**Problem requirements:**
If a line in the material below has the word "every", copy it.

::::::

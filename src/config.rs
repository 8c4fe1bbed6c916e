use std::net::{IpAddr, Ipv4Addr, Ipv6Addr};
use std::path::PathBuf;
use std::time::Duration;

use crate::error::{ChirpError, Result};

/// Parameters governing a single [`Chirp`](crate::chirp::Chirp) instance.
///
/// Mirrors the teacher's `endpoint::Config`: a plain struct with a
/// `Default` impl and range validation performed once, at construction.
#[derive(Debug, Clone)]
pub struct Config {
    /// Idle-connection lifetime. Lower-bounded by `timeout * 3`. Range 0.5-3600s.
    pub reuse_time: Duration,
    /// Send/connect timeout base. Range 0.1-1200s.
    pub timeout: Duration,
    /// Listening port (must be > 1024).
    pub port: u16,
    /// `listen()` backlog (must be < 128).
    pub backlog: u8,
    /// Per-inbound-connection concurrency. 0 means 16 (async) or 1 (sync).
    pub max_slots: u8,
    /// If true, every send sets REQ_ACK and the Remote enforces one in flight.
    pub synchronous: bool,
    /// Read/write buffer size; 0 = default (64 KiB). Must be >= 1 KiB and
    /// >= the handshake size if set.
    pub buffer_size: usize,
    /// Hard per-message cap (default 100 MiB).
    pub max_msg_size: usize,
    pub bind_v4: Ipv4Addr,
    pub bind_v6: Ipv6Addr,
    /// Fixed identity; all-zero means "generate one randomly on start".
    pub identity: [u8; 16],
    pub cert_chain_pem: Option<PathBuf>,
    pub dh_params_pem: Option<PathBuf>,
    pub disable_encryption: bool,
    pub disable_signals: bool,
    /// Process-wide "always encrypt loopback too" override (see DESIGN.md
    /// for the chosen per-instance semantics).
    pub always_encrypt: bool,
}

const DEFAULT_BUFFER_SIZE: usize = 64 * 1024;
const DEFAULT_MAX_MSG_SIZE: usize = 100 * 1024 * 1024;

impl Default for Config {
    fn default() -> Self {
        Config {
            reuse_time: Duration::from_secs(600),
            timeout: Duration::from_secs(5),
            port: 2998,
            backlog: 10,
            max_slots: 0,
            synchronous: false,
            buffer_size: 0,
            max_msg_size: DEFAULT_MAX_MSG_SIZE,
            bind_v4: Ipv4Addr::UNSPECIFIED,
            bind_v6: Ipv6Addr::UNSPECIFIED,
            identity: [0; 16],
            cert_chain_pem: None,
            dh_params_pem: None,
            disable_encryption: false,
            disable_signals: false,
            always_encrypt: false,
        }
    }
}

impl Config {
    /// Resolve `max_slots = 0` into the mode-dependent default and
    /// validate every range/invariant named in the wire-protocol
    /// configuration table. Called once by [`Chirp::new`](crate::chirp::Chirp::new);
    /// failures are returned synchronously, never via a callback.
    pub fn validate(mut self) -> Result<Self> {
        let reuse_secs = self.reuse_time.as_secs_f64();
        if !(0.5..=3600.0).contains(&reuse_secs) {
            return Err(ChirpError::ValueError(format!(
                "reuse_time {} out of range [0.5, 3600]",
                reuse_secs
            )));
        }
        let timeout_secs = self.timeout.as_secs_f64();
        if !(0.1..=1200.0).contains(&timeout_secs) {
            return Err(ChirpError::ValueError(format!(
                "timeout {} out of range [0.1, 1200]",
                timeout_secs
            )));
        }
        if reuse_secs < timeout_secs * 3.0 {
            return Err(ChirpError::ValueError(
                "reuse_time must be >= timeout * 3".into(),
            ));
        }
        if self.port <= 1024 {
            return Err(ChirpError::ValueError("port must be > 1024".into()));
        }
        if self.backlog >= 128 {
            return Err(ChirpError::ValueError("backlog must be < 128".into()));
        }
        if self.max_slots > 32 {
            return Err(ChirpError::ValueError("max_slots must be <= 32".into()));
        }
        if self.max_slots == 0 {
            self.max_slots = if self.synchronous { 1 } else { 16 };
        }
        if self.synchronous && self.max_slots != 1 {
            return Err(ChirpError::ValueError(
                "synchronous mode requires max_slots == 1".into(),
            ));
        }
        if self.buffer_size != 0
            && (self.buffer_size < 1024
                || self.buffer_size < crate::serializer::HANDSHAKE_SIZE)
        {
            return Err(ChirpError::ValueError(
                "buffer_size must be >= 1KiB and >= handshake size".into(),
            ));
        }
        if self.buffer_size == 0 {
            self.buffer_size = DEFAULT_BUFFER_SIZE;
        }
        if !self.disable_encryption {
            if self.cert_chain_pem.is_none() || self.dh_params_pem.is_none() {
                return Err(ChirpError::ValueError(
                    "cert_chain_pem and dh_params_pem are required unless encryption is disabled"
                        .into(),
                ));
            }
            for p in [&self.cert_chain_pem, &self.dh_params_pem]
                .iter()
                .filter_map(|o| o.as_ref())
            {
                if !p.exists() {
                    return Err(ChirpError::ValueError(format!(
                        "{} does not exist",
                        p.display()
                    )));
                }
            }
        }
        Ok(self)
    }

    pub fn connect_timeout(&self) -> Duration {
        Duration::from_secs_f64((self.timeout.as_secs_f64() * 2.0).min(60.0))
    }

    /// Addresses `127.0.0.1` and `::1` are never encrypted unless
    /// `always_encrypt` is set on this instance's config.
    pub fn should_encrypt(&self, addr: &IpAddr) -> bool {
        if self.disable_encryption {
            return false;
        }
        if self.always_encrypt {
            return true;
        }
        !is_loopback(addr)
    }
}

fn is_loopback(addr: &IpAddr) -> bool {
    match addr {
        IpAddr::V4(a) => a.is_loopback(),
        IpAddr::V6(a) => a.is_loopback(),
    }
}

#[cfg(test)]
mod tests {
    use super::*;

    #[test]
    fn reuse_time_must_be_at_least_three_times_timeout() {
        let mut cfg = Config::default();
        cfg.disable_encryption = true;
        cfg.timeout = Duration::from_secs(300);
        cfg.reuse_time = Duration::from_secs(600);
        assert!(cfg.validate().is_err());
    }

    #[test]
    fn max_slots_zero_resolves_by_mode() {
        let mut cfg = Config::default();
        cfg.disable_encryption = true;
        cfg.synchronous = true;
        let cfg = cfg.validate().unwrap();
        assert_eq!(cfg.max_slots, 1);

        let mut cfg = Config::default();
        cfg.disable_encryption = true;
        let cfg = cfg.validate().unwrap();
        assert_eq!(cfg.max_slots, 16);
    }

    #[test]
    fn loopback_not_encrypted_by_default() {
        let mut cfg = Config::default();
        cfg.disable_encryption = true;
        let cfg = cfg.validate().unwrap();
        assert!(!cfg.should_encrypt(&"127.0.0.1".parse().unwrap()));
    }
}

::::::

**Task result:**
    /// If true, every send sets REQ_ACK and the Remote enforces one in flight.
    /// validate every range/invariant named in the wire-protocol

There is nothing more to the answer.